━━ DATA SECTION

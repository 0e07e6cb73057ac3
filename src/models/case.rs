// src/models/case.rs

use bytes::Bytes;
use chrono::{DateTime, NaiveDate, Utc};
use rust_decimal::Decimal;
use serde::{Deserialize, Serialize};
use sqlx::FromRow;
use utoipa::ToSchema;

use crate::models::movement::Movement;

/// Tamanho máximo do PDF principal do processo (10 MiB).
pub const MAX_CASE_DOCUMENT_BYTES: usize = 10 * 1024 * 1024;
pub const PDF_MIME: &str = "application/pdf";

// --- PROCESSO (como está no banco) ---

#[derive(Debug, Clone, PartialEq, Serialize, Deserialize, FromRow, ToSchema)]
pub struct Case {
    pub id: i64,
    #[schema(example = "0001/2024")]
    pub numero: String,
    pub descricao: String,
    pub polo_ativo: String,
    pub polo_passivo: String,
    #[schema(example = "1234.56")]
    pub valor_causa: Decimal,
    pub pdf_path: Option<String>,
    pub cliente_id: i64,
    pub advogado_id: i64,
    pub created_at: DateTime<Utc>,
    pub updated_at: DateTime<Utc>,
}

/// Linha das listagens: processo + nome do cliente e do advogado.
#[derive(Debug, Clone, PartialEq, Serialize, Deserialize, FromRow, ToSchema)]
pub struct CaseSummary {
    pub id: i64,
    pub numero: String,
    pub descricao: String,
    pub valor_causa: Decimal,
    pub cliente_id: i64,
    pub cliente_nome: Option<String>,
    pub advogado_id: i64,
    pub advogado_nome: Option<String>,
}

/// Processo pronto para inserção.
#[derive(Debug, Clone, PartialEq)]
pub struct NewCase {
    pub numero: String,
    pub descricao: String,
    pub polo_ativo: String,
    pub polo_passivo: String,
    pub valor_causa: Decimal,
    pub pdf_path: Option<String>,
    pub cliente_id: i64,
    pub advogado_id: i64,
    pub created_at: DateTime<Utc>,
    pub updated_at: DateTime<Utc>,
}

/// Arquivo recebido num formulário.
#[derive(Debug, Clone, PartialEq)]
pub struct UploadFile {
    pub file_name: String,
    pub content_type: String,
    pub bytes: Bytes,
}

impl UploadFile {
    pub fn size(&self) -> usize {
        self.bytes.len()
    }
}

/// Estado do formulário "Adicionar Processo".
#[derive(Debug, Clone, Default, PartialEq)]
pub struct CaseDraft {
    pub numero: String,
    pub descricao: String,
    pub cliente_id: Option<i64>,
    pub polo_ativo: String,
    pub polo_passivo: String,
    // Texto com máscara de moeda, ex.: "R$ 1.234,56"
    pub valor_causa: String,
    pub documento: Option<UploadFile>,
}

impl CaseDraft {
    pub fn reset(&mut self) {
        *self = Self::default();
    }
}

// --- DETALHES DO PROCESSO ---

/// Visão agregada com nomes do cliente/advogado e movimentações aninhadas.
#[derive(Debug, Clone, PartialEq, Serialize, ToSchema)]
pub struct CaseOverview {
    pub id: i64,
    pub numero: String,
    pub valor_causa: Decimal,
    pub created_at: DateTime<Utc>,
    pub cliente_nome: Option<String>,
    pub advogado_nome: Option<String>,
    pub movimentacoes: Vec<MovementDigest>,
}

#[derive(Debug, Clone, PartialEq, Serialize, Deserialize, FromRow, ToSchema)]
pub struct MovementDigest {
    #[schema(value_type = String, format = Date)]
    pub data_movimentacao: NaiveDate,
    pub resumo: String,
}

#[derive(Debug, Clone, PartialEq, Serialize, ToSchema)]
pub struct SignedAttachment {
    pub nome: String,
    pub url: String,
}

#[derive(Debug, Clone, PartialEq, Serialize, ToSchema)]
pub struct CaseDetail {
    pub processo: Case,
    pub cliente_nome: Option<String>,
    pub advogado_nome: Option<String>,
    pub valor_formatado: String,
    pub movimentacoes: Vec<Movement>,
    pub ultima_movimentacao: Option<MovementDigest>,
    pub possui_movimentacoes: bool,
    pub anexos: Vec<SignedAttachment>,
}

/// Resultado da tela de detalhes: ou o processo carregado, ou o estado
/// terminal "não encontrado" com uma única ação de voltar.
#[derive(Debug, Clone, PartialEq, Serialize, ToSchema)]
#[serde(tag = "estado", rename_all = "snake_case")]
pub enum CaseDetailView {
    NaoEncontrado { mensagem: String, voltar: String },
    Carregado { detalhe: Box<CaseDetail> },
}

impl CaseDetailView {
    pub fn not_found() -> Self {
        CaseDetailView::NaoEncontrado {
            mensagem: "Não foi possível carregar os detalhes do processo.".to_string(),
            voltar: "/processos".to_string(),
        }
    }
}

#[derive(Debug, Clone, Serialize, ToSchema)]
pub struct CreateCaseResponse {
    pub id: i64,
}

━━━━

• **PROBLEM TO WORK ON**
I need each line from the listing where the word "CaseDetailView" occurs.

• **COMPLETED EXERCISE**
pub enum CaseDetailView {
impl CaseDetailView {
        CaseDetailView::NaoEncontrado {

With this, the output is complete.